Roma, Loreto, Palermo, Verona, Firenze: i cinque convegni della Chiesa italiana sono da considerarsi come momenti emergenti della ricezione del Concilio Vaticano II nel nostro Paese. Cinque convegni, cinque piani pastorali che hanno segnato il cammino delle nostre comunità nei decenni trascorsi dall’evento conciliare: «Evangelizzazione e sacramenti» (anni ‘70), «Comunione e comunità» (anni ‘80), «Evangelizzazione e testimonianza della carità» (anni ‘90), «Comunicare il Vangelo in un mondo che cambia» (2000), e per decennio che sta per concludersi «Educare alla vita buona del Vangelo» (2010). Come è stato più volte osservato, senza le aperture e gli orientamenti del Concilio queste manifestazioni, che costituiscono l’originale “via” italiana, non avrebbero avuto luogo. Luci ed ombre hanno accompagnato il cammino ultraquarantennale della comunità cristiana nell’Italia del post-concilio, un percorso che ha evidenziato alcune questioni fondamentali, ancora oggi presenti, come quello di concentrare la pastorale sulla pratica sacramentale-liturgica.

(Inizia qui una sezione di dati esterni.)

/// Database models for NextSpark
///
/// This module contains all database models and their CRUD operations.
/// Every team-owned model exposes `find_by_id_and_team` style accessors so
/// that API handlers never read rows across tenant boundaries.
///
/// # Models
///
/// - `user`: User accounts and authentication
/// - `team`: Organizations/accounts for multi-tenancy
/// - `team_member`: User-team relationships with roles
/// - `subscription`: Billing plan state per team
/// - `task`: Task entity (CRUD scaffolding)
/// - `customer`: Customer/CRM entity
/// - `page`: Page entity with block-tree content
/// - `pattern`: Reusable block-tree fragments
/// - `pattern_usage`: Which entities reference which patterns
/// - `api_key`: API keys for programmatic access
///
/// # Example
///
/// ```no_run
/// use nextspark_shared::models::user::{User, CreateUser};
/// use nextspark_shared::db::pool::{create_pool, DatabaseConfig};
///
/// # async fn example() -> Result<(), Box<dyn std::error::Error>> {
/// let pool = create_pool(DatabaseConfig::default()).await?;
///
/// let new_user = CreateUser {
///     email: "user@example.com".to_string(),
///     password_hash: "$argon2id$...".to_string(),
///     name: Some("Ada Lovelace".to_string()),
///     avatar_url: None,
/// };
///
/// let user = User::create(&pool, new_user).await?;
/// # Ok(())
/// # }
/// ```

pub mod api_key;
pub mod customer;
pub mod page;
pub mod pattern;
pub mod pattern_usage;
pub mod subscription;
pub mod task;
pub mod team;
pub mod team_member;
pub mod user;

Sulla scorta di tali acquisizioni, cominciava un cammino complesso del ministero diaconale, ancora in atto, che si è via via andato qualificando anzitutto come impegno nel discernimento e nella formazione. Nel descrivere, quindi, lo stato del diaconato in Italia rimane la difficoltà nella metodologia da adottare o negli aspetti ministeriali da privilegiare per restare il più possibile aderente alla realtà. Le statistiche vedono i diaconi raddoppiarsi negli ultimi quindici anni, in Italia ci sono più di 4.500 (più di 1.500 sono i candidati), distribuiti, in maniera quasi omogenea, su tutto il territorio nazionale con una presenza in ben 214 (94,27%) diocesi su 227 (solo 8 diocesi1 non hanno i diaconi) e una prevalenza nel Sud (37,26%; 37% al centro e al nord 25,68%)2. Inoltre l’Italia è il Paese europeo col maggior numero di diaconi e precede la Germania con 2.463, mentre nel 1997 la situazione era invertita (2.016 diaconi in Germania, 1.966 in Italia). Siamo terzi nel
1 Cuneo (Piemonte); Crema (Lombardia); Camerino (Marche); Acerra (Campania); Acerenza e Tricarico (Basilicata); Patti (Sicilia); Ozieri (Sardegna).

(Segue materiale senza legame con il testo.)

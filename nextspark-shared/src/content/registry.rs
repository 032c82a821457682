/// Block schema registry and save-time validation
///
/// Every block saved into page or pattern content must use a registered
/// block type, carry a unique non-empty id, and satisfy its type's prop
/// rules. Validation collects all violations rather than stopping at the
/// first, mirroring field-level request validation.
///
/// # Rules
///
/// - Content is a JSON array of block objects.
/// - `blockSlug` matches `^[a-z][a-z0-9]*(?:-[a-z0-9]+)*$` and is registered.
/// - `id` is a non-empty string, unique across the whole tree.
/// - `props`, when present, is an object.
/// - Required props per block type are present.
/// - `product-card` rejects negative `price` values.
/// - `pattern` requires `patternId` to be a UUID string.

use regex::Regex;
use serde_json::Value as JsonValue;
use std::collections::HashSet;
use std::sync::OnceLock;

use super::block::{is_block_object, PATTERN_BLOCK_SLUG};

/// Block slug pattern: lowercase kebab-case starting with a letter
fn block_slug_re() -> &'static Regex {
    static RE: OnceLock<Regex> = OnceLock::new();
    RE.get_or_init(|| Regex::new(r"^[a-z][a-z0-9]*(?:-[a-z0-9]+)*$").expect("valid regex"))
}

/// Entity slug pattern (pages, patterns, teams): lowercase kebab-case
fn entity_slug_re() -> &'static Regex {
    static RE: OnceLock<Regex> = OnceLock::new();
    RE.get_or_init(|| Regex::new(r"^[a-z0-9]+(?:-[a-z0-9]+)*$").expect("valid regex"))
}

/// Validates an entity slug (page, pattern, team)
pub fn is_valid_slug(slug: &str) -> bool {
    entity_slug_re().is_match(slug)
}

/// Schema for one registered block type
#[derive(Debug, Clone, Copy)]
pub struct BlockSpec {
    /// Registered block slug
    pub slug: &'static str,

    /// Props that must be present
    pub required_props: &'static [&'static str],
}

/// The built-in block registry
///
/// The theme layer renders exactly these types; anything else is rejected at
/// save time.
pub const BLOCK_REGISTRY: &[BlockSpec] = &[
    BlockSpec {
        slug: "hero",
        required_props: &["heading"],
    },
    BlockSpec {
        slug: "heading",
        required_props: &["text"],
    },
    BlockSpec {
        slug: "text",
        required_props: &["text"],
    },
    BlockSpec {
        slug: "image",
        required_props: &["src"],
    },
    BlockSpec {
        slug: "cta",
        required_props: &["label", "href"],
    },
    BlockSpec {
        slug: "columns",
        required_props: &[],
    },
    BlockSpec {
        slug: "product-card",
        required_props: &["title", "price"],
    },
    BlockSpec {
        slug: PATTERN_BLOCK_SLUG,
        required_props: &["patternId"],
    },
];

/// Looks up a block spec by slug
pub fn find_spec(slug: &str) -> Option<&'static BlockSpec> {
    BLOCK_REGISTRY.iter().find(|spec| spec.slug == slug)
}

/// A single validation violation with its tree path
#[derive(Debug, Clone, PartialEq, Eq, serde::Serialize)]
pub struct ContentViolation {
    /// JSON-pointer-ish path to the offending block
    pub path: String,

    /// What went wrong
    pub message: String,
}

/// Content validation error
#[derive(Debug, thiserror::Error)]
pub enum ContentError {
    /// Content column is not a JSON array
    #[error("Content must be a JSON array of blocks")]
    NotAnArray,

    /// One or more blocks violated the schema
    #[error("Content validation failed: {} violations", .0.len())]
    Invalid(Vec<ContentViolation>),
}

/// Validates a full content tree against the registry
///
/// Collects every violation in the tree. Nested blocks inside props arrays
/// are validated with the same rules as top-level blocks; non-block values
/// inside props are left alone.
pub fn validate_tree(content: &JsonValue) -> Result<(), ContentError> {
    let items = match content.as_array() {
        Some(items) => items,
        None => return Err(ContentError::NotAnArray),
    };

    let mut violations = Vec::new();
    let mut seen_ids = HashSet::new();

    for (index, item) in items.iter().enumerate() {
        validate_value(item, &format!("/{}", index), &mut seen_ids, &mut violations);
    }

    if violations.is_empty() {
        Ok(())
    } else {
        Err(ContentError::Invalid(violations))
    }
}

/// Recursively validates one JSON value
fn validate_value(
    value: &JsonValue,
    path: &str,
    seen_ids: &mut HashSet<String>,
    violations: &mut Vec<ContentViolation>,
) {
    match value {
        JsonValue::Array(items) => {
            for (index, item) in items.iter().enumerate() {
                validate_value(item, &format!("{}/{}", path, index), seen_ids, violations);
            }
        }
        JsonValue::Object(obj) => {
            if is_block_object(value) {
                validate_block(obj, path, seen_ids, violations);
            }
            for (key, nested) in obj {
                validate_value(nested, &format!("{}/{}", path, key), seen_ids, violations);
            }
        }
        _ => {}
    }
}

/// Validates a single block object
fn validate_block(
    obj: &serde_json::Map<String, JsonValue>,
    path: &str,
    seen_ids: &mut HashSet<String>,
    violations: &mut Vec<ContentViolation>,
) {
    let mut push = |message: String| {
        violations.push(ContentViolation {
            path: path.to_string(),
            message,
        });
    };

    // id: non-empty, unique across the tree
    let id = obj.get("id").and_then(|v| v.as_str()).unwrap_or("");
    if id.is_empty() {
        push("Block id must be a non-empty string".to_string());
    } else if !seen_ids.insert(id.to_string()) {
        push(format!("Duplicate block id: {}", id));
    }

    // blockSlug: shape + registry membership
    let slug = obj.get("blockSlug").and_then(|v| v.as_str()).unwrap_or("");
    if !block_slug_re().is_match(slug) {
        push(format!("Invalid block slug: {:?}", slug));
        return;
    }

    let spec = match find_spec(slug) {
        Some(spec) => spec,
        None => {
            push(format!("Unknown block type: {}", slug));
            return;
        }
    };

    // props: object when present
    let props = match obj.get("props") {
        Some(JsonValue::Object(props)) => Some(props),
        Some(JsonValue::Null) | None => None,
        Some(_) => {
            push("Block props must be an object".to_string());
            None
        }
    };

    for required in spec.required_props {
        let present = props.map(|p| p.contains_key(*required)).unwrap_or(false);
        if !present {
            push(format!("Block {} is missing required prop {}", slug, required));
        }
    }

    if let Some(props) = props {
        // Type-specific value rules
        if slug == "product-card" {
            if let Some(price) = props.get("price") {
                match price.as_f64() {
                    Some(value) if value < 0.0 => {
                        push(format!("Product price must not be negative (got {})", value))
                    }
                    Some(_) => {}
                    None => push("Product price must be a number".to_string()),
                }
            }
        }

        if slug == PATTERN_BLOCK_SLUG {
            if let Some(pattern_id) = props.get("patternId") {
                let valid = pattern_id
                    .as_str()
                    .map(|s| uuid::Uuid::parse_str(s).is_ok())
                    .unwrap_or(false);
                if !valid {
                    push("patternId must be a UUID string".to_string());
                }
            }
        }
    }
}

#[cfg(test)]
mod tests {
    use super::*;
    use serde_json::json;

    fn violations(content: &JsonValue) -> Vec<ContentViolation> {
        match validate_tree(content) {
            Ok(()) => vec![],
            Err(ContentError::Invalid(v)) => v,
            Err(ContentError::NotAnArray) => panic!("expected array content"),
        }
    }

    #[test]
    fn test_valid_tree_passes() {
        let content = json!([
            {"id": "b1", "blockSlug": "hero", "props": {"heading": "Hello"}},
            {"id": "b2", "blockSlug": "columns", "props": {
                "children": [
                    {"id": "b3", "blockSlug": "text", "props": {"text": "Body"}}
                ]
            }}
        ]);

        assert!(validate_tree(&content).is_ok());
    }

    #[test]
    fn test_non_array_rejected() {
        assert!(matches!(
            validate_tree(&json!({"id": "b1"})),
            Err(ContentError::NotAnArray)
        ));
    }

    #[test]
    fn test_unknown_block_rejected() {
        let content = json!([{"id": "b1", "blockSlug": "marquee", "props": {}}]);
        let v = violations(&content);
        assert_eq!(v.len(), 1);
        assert!(v[0].message.contains("Unknown block type"));
    }

    #[test]
    fn test_bad_slug_shape_rejected() {
        let content = json!([{"id": "b1", "blockSlug": "Hero Block", "props": {}}]);
        let v = violations(&content);
        assert!(v[0].message.contains("Invalid block slug"));
    }

    #[test]
    fn test_duplicate_ids_rejected() {
        let content = json!([
            {"id": "b1", "blockSlug": "text", "props": {"text": "a"}},
            {"id": "b1", "blockSlug": "text", "props": {"text": "b"}}
        ]);
        let v = violations(&content);
        assert_eq!(v.len(), 1);
        assert!(v[0].message.contains("Duplicate block id"));
    }

    #[test]
    fn test_missing_required_prop() {
        let content = json!([{"id": "b1", "blockSlug": "cta", "props": {"label": "Go"}}]);
        let v = violations(&content);
        assert!(v[0].message.contains("missing required prop href"));
    }

    #[test]
    fn test_negative_price_rejected() {
        let content = json!([
            {"id": "b1", "blockSlug": "product-card", "props": {"title": "Widget", "price": -5}}
        ]);
        let v = violations(&content);
        assert!(v[0].message.contains("must not be negative"));

        let zero = json!([
            {"id": "b1", "blockSlug": "product-card", "props": {"title": "Widget", "price": 0}}
        ]);
        assert!(validate_tree(&zero).is_ok());
    }

    #[test]
    fn test_pattern_block_requires_uuid() {
        let content = json!([
            {"id": "b1", "blockSlug": "pattern", "props": {"patternId": "nope"}}
        ]);
        let v = violations(&content);
        assert!(v[0].message.contains("UUID"));
    }

    #[test]
    fn test_nested_blocks_validated() {
        let content = json!([
            {"id": "b1", "blockSlug": "columns", "props": {
                "children": [
                    {"id": "b2", "blockSlug": "marquee", "props": {}}
                ]
            }}
        ]);
        let v = violations(&content);
        assert_eq!(v.len(), 1);
        assert!(v[0].path.starts_with("/0/props/children/0"));
    }

    #[test]
    fn test_entity_slug_rules() {
        assert!(is_valid_slug("about"));
        assert!(is_valid_slug("about-us-2024"));
        assert!(!is_valid_slug("About"));
        assert!(!is_valid_slug("-leading"));
        assert!(!is_valid_slug("trailing-"));
        assert!(!is_valid_slug("double--dash"));
        assert!(!is_valid_slug(""));
        assert!(!is_valid_slug("spaced slug"));
    }
}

2 Altro dato: la disomogeneità della diffusione. Nove diocesi su dieci hanno da uno a 50 diaconi permanenti, solo tre ne hanno più di cento (Napoli, Torino e Reggio Emilia, le prime ad averli reintrodotti). I diaconi permanenti - come detto - hanno in media 59 anni; sposati, due figli, i più impiegati o insegnanti, laureati o con diploma di scuola media superiore, nella metà dei casi sono pensionati. Vengono soprattutto dalle parrocchie, in misura minore dall'associazionismo ecclesiale. Nella stragrande maggioranza i familiari - le mogli in primis- condividono il loro servizio. Nella percezione dei fedeli tale ministero «non è identificabile» con quello dei laici. La Chiesa italiana sembra essere passata «dall'ardore iniziale degli anni '70-80, contraddistinti da una forte tensione alla testimonianza e dalla diaconia della carità, ad una situazione globale più pragmatica e di attesa di eventi che permettano uno scatto ulteriore in direzione della profezia di una Chiesa che serve il mondo». La ricerca ravvisa nodi che «riflettono l'incertezza teologica che permane attorno a questo ministero, seguita dalla necessità di darsi modelli formativi e pastorali».